But a new report released Wednesday claims that Apple and Google broke their own rules by promoting “nudify” apps that are banned in their app store policies.

The Tech Transparency Project, part of a nonprofit tech watchdog, first revealed in January that the Apple and Google app stores offer more than 100 nudification or undressing apps. These are apps whose sole purpose is to take images of people, usually women, and edit them to look like that person without clothes, creating what are called non-consensual intimate images. Many of these applications use generative AI to create deepfakes.

Apple then removed some of the banned applications. But many are still there, as a subsequent investigation demonstrated.

In April, TTP discovered that Apple and Google still allowed users to search for a number of troubling keywords, including “nudify,” “undress” and “deepnude.” After an in-depth study of the top 10 apps from both app stores, TTP found that 40% of apps presented themselves as being able to “make women nude or scantily clad,” according to the report.

The new report also reveals that Google and Apple were indeed promoting such apps in their stores, thereby increasing their visibility, with Google notably creating “a carousel of ads for some of the most sexually explicit apps encountered during the investigation.”

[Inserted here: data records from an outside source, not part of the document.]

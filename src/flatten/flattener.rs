use crate::flatten::document::{Document, EntryGroup};
use crate::types::{ConvertConfig, HighOrderEntry, LowOrderEntry, Row, Scalar, TextType};
use std::collections::HashSet;

/// Flattens a resolved document into spreadsheet rows.
///
/// Each high-order entry yields its High row followed by one Low row per
/// low-order text. A publication's reasoning is attached to the first row,
/// across the whole output, whose publication ID has one.
pub struct Flattener {
    config: ConvertConfig,
}

impl Flattener {
    pub fn new(config: ConvertConfig) -> Self {
        Flattener { config }
    }

    /// Flatten a document; the set of publications already given a
    /// reasoning lives only for the duration of this call.
    pub fn flatten(&self, document: &Document) -> Vec<Row> {
        let mut reasoning_emitted = HashSet::new();
        let mut rows = Vec::with_capacity(document.row_count());

        for group in &document.groups {
            for entry in &group.entries {
                let high = self.high_row(entry, group, &mut reasoning_emitted);
                rows.push(high);

                for low in entry.low_order_texts() {
                    rows.push(Self::low_row(low, entry, group, &mut reasoning_emitted));
                }
            }
        }

        rows
    }

    fn high_row(
        &self,
        entry: &HighOrderEntry,
        group: &EntryGroup,
        reasoning_emitted: &mut HashSet<String>,
    ) -> Row {
        Row {
            text_type: TextType::High,
            paragraph_id: entry.paragraph_id.clone(),
            publication_id: Some(entry.publication_id.clone()),
            task_text: Some(entry.text.clone()),
            tag: entry.tags.as_ref().map(|tags| tags.join(self.config.tag_separator.as_str())),
            similarity_score: None,
            reasoning: claim_reasoning(
                Some(&entry.publication_id),
                entry,
                group,
                reasoning_emitted,
            ),
        }
    }

    fn low_row(
        low: &LowOrderEntry,
        entry: &HighOrderEntry,
        group: &EntryGroup,
        reasoning_emitted: &mut HashSet<String>,
    ) -> Row {
        Row {
            text_type: TextType::Low,
            paragraph_id: low.paragraph_id.clone(),
            publication_id: low.publication_id.clone(),
            task_text: low.text.clone(),
            tag: low.tag.clone(),
            similarity_score: low.similarity_score.clone(),
            reasoning: claim_reasoning(
                low.publication_id.as_ref(),
                entry,
                group,
                reasoning_emitted,
            ),
        }
    }
}

/// Hand out a publication's reasoning the first time it is asked for.
///
/// The entry's own reasonings take precedence over its group's. Rows whose
/// publication has no reasoning leave the emitted set untouched.
fn claim_reasoning(
    publication_id: Option<&Scalar>,
    entry: &HighOrderEntry,
    group: &EntryGroup,
    reasoning_emitted: &mut HashSet<String>,
) -> Option<String> {
    let key = publication_id?.as_key();
    if reasoning_emitted.contains(&key) {
        return None;
    }

    let text = entry
        .reasonings
        .get(&key)
        .or_else(|| group.reasonings.get(&key))?
        .to_string();

    reasoning_emitted.insert(key);
    Some(text)
}
use serde::de::{self, Deserializer, Visitor};
use serde::{Deserialize, Serialize};
use serde_json::Number;
use std::collections::HashMap;
use std::fmt;

use crate::sink::SinkFormat;

/// A JSON identifier or score copied verbatim from the input.
///
/// Publication IDs show up both as strings and as bare numbers depending on
/// the exporter, so both are accepted and compared by their textual form.
#[derive(Debug, Clone, PartialEq, Eq, Hash, Serialize)]
#[serde(untagged)]
pub enum Scalar {
    Text(String),
    Number(Number),
}

impl Scalar {
    /// The key used to match this value against a reasoning lookup
    pub fn as_key(&self) -> String {
        self.to_string()
    }
}

impl fmt::Display for Scalar {
    fn fmt(&self, f: &mut fmt::Formatter<'_>) -> fmt::Result {
        match self {
            Scalar::Text(s) => f.write_str(s),
            Scalar::Number(n) => write!(f, "{}", n),
        }
    }
}

impl From<&str> for Scalar {
    fn from(s: &str) -> Self {
        Scalar::Text(s.to_string())
    }
}

impl From<u64> for Scalar {
    fn from(n: u64) -> Self {
        Scalar::Number(n.into())
    }
}

impl<'de> Deserialize<'de> for Scalar {
    fn deserialize<D: Deserializer<'de>>(deserializer: D) -> Result<Self, D::Error> {
        struct ScalarVisitor;

        impl<'de> Visitor<'de> for ScalarVisitor {
            type Value = Scalar;

            fn expecting(&self, f: &mut fmt::Formatter<'_>) -> fmt::Result {
                f.write_str("a string or a number")
            }

            fn visit_str<E: de::Error>(self, v: &str) -> Result<Scalar, E> {
                Ok(Scalar::Text(v.to_string()))
            }

            fn visit_string<E: de::Error>(self, v: String) -> Result<Scalar, E> {
                Ok(Scalar::Text(v))
            }

            fn visit_u64<E: de::Error>(self, v: u64) -> Result<Scalar, E> {
                Ok(Scalar::Number(v.into()))
            }

            fn visit_i64<E: de::Error>(self, v: i64) -> Result<Scalar, E> {
                Ok(Scalar::Number(v.into()))
            }

            fn visit_f64<E: de::Error>(self, v: f64) -> Result<Scalar, E> {
                Number::from_f64(v)
                    .map(Scalar::Number)
                    .ok_or_else(|| E::custom("non-finite number"))
            }
        }

        deserializer.deserialize_any(ScalarVisitor)
    }
}

/// A related excerpt scored against its high-order parent
#[derive(Debug, Clone, PartialEq, Serialize, Deserialize)]
pub struct LowOrderEntry {
    #[serde(default)]
    pub text: Option<String>,

    #[serde(default, rename = "publication_ID", alias = "publication_id")]
    pub publication_id: Option<Scalar>,

    #[serde(default, rename = "paragraph_ID", alias = "paragraph_id")]
    pub paragraph_id: Option<Scalar>,

    #[serde(default)]
    pub tag: Option<String>,

    #[serde(default)]
    pub similarity_score: Option<Scalar>,
}

/// One high-order paragraph together with its low-order excerpts
#[derive(Debug, Clone, PartialEq, Serialize, Deserialize)]
pub struct HighOrderEntry {
    #[serde(default, rename = "paragraph_ID", alias = "paragraph_id")]
    pub paragraph_id: Option<Scalar>,

    /// Expected to be "hi_tag"; carried through untouched either way
    #[serde(default)]
    pub tag_type: Option<String>,

    pub text: String,

    #[serde(rename = "publication_ID", alias = "publication_id")]
    pub publication_id: Scalar,

    #[serde(default, rename = "paragraph_ID_in_pub", alias = "paragraph_id_in_pub")]
    pub paragraph_id_in_pub: Option<Scalar>,

    #[serde(default)]
    pub tags: Option<Vec<String>>,

    #[serde(default)]
    pub low_order_texts: Option<Vec<LowOrderEntry>>,

    /// Reasonings scoped to this entry; these win over the group's
    #[serde(default)]
    pub reasonings: ReasoningLookup,
}

impl HighOrderEntry {
    pub fn low_order_texts(&self) -> &[LowOrderEntry] {
        self.low_order_texts.as_deref().unwrap_or(&[])
    }
}

#[derive(Debug, Clone, Deserialize)]
struct ReasoningEntry {
    #[serde(rename = "publication_ID", alias = "publication_id")]
    publication_id: Scalar,

    #[serde(default)]
    reasoning: Option<String>,
}

#[derive(Deserialize)]
#[serde(untagged)]
enum RawReasonings {
    Entries(Vec<ReasoningEntry>),
    Map(HashMap<String, Option<String>>),
}

/// Reasoning text keyed by publication ID.
///
/// Deserializes from either `[{"publication_ID": .., "reasoning": ..}]` or a
/// plain `{"<publication id>": "<reasoning>"}` object. Entries without text
/// are dropped and later duplicates replace earlier ones.
#[derive(Debug, Clone, Default, PartialEq, Serialize)]
pub struct ReasoningLookup(HashMap<String, String>);

impl ReasoningLookup {
    pub fn get(&self, publication_id: &str) -> Option<&str> {
        self.0.get(publication_id).map(String::as_str)
    }

    pub fn len(&self) -> usize {
        self.0.len()
    }

    pub fn is_empty(&self) -> bool {
        self.0.is_empty()
    }
}

impl<K: Into<String>, V: Into<String>> FromIterator<(K, V)> for ReasoningLookup {
    fn from_iter<I: IntoIterator<Item = (K, V)>>(iter: I) -> Self {
        ReasoningLookup(iter.into_iter().map(|(k, v)| (k.into(), v.into())).collect())
    }
}

impl<'de> Deserialize<'de> for ReasoningLookup {
    fn deserialize<D: Deserializer<'de>>(deserializer: D) -> Result<Self, D::Error> {
        let raw = Option::<RawReasonings>::deserialize(deserializer).map_err(|_| {
            de::Error::custom(
                "reasonings must be a list of {publication_ID, reasoning} objects \
                 or an object keyed by publication ID",
            )
        })?;

        let lookup = match raw {
            None => HashMap::new(),
            Some(RawReasonings::Entries(entries)) => entries
                .into_iter()
                .filter_map(|e| e.reasoning.map(|text| (e.publication_id.as_key(), text)))
                .collect(),
            Some(RawReasonings::Map(map)) => map
                .into_iter()
                .filter_map(|(id, text)| text.map(|t| (id, t)))
                .collect(),
        };

        Ok(ReasoningLookup(lookup))
    }
}

/// Whether a row carries a high-order paragraph or one of its excerpts
#[derive(Debug, Clone, Copy, PartialEq, Eq)]
pub enum TextType {
    High,
    Low,
}

impl TextType {
    pub fn label(self) -> &'static str {
        match self {
            TextType::High => "High-Order Text",
            TextType::Low => "Low-Order Text",
        }
    }
}

/// One flattened output row
#[derive(Debug, Clone, PartialEq)]
pub struct Row {
    pub text_type: TextType,
    pub paragraph_id: Option<Scalar>,
    pub publication_id: Option<Scalar>,
    pub task_text: Option<String>,
    pub tag: Option<String>,

    /// Always `None` on High rows
    pub similarity_score: Option<Scalar>,

    pub reasoning: Option<String>,
}

/// A single rendered cell, borrowed from a [`Row`]
#[derive(Debug, Clone, Copy, PartialEq)]
pub enum Cell<'a> {
    Empty,
    Text(&'a str),
    Number(&'a Number),
}

impl<'a> Cell<'a> {
    fn from_scalar(value: Option<&'a Scalar>) -> Self {
        match value {
            None => Cell::Empty,
            Some(Scalar::Text(s)) => Cell::Text(s),
            Some(Scalar::Number(n)) => Cell::Number(n),
        }
    }

    fn from_text(value: Option<&'a str>) -> Self {
        value.map_or(Cell::Empty, Cell::Text)
    }

    /// Text as it appears in a CSV field or as it is measured for column widths
    pub fn render(&self) -> String {
        match self {
            Cell::Empty => String::new(),
            Cell::Text(s) => s.to_string(),
            Cell::Number(n) => n.to_string(),
        }
    }
}

impl Row {
    /// Cells in the fixed column order of [`crate::sink::COLUMNS`]
    pub fn cells(&self) -> [Cell<'_>; 7] {
        [
            Cell::Text(self.text_type.label()),
            Cell::from_scalar(self.paragraph_id.as_ref()),
            Cell::from_scalar(self.publication_id.as_ref()),
            Cell::from_text(self.task_text.as_deref()),
            Cell::from_text(self.tag.as_deref()),
            Cell::from_scalar(self.similarity_score.as_ref()),
            Cell::from_text(self.reasoning.as_deref()),
        ]
    }
}

/// Configuration for a conversion run
#[derive(Debug, Clone)]
pub struct ConvertConfig {
    /// Separator used to join a high-order entry's tag list
    pub tag_separator: String,

    /// Upper bound for auto-fitted column widths (in characters)
    pub max_column_width: f64,

    /// Name of the single worksheet
    pub sheet_name: String,

    /// Output format; inferred from the output extension when `None`
    pub format: Option<SinkFormat>,
}

impl Default for ConvertConfig {
    fn default() -> Self {
        ConvertConfig {
            tag_separator: String::from(", "),
            max_column_width: 50.0,
            sheet_name: String::from("Sheet1"),
            format: None,
        }
    }
}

Learn more: How to keep children safe online? Europe believes its age verification app is the answer

Apple and Google both have language in their policies that prohibits apps containing “overtly sexual or pornographic material” (Apple) and “sexually suggestive poses in which the subject is nude, blurred, or scantily clad” (Google). And they have both enforced these policies in the past, including going after pornographic apps.

But Apple and Google make money from app developers by serving advertising and taking a cut of paid app subscriptions. Analytics firm AppMagic found that these “nudify” apps were downloaded 483 million times and generated more than $122 million in revenue over their lifetime.

“This revenue stream could be why both companies have been less than vigilant when it comes to nudifying apps that violate their policies,” TTP writes.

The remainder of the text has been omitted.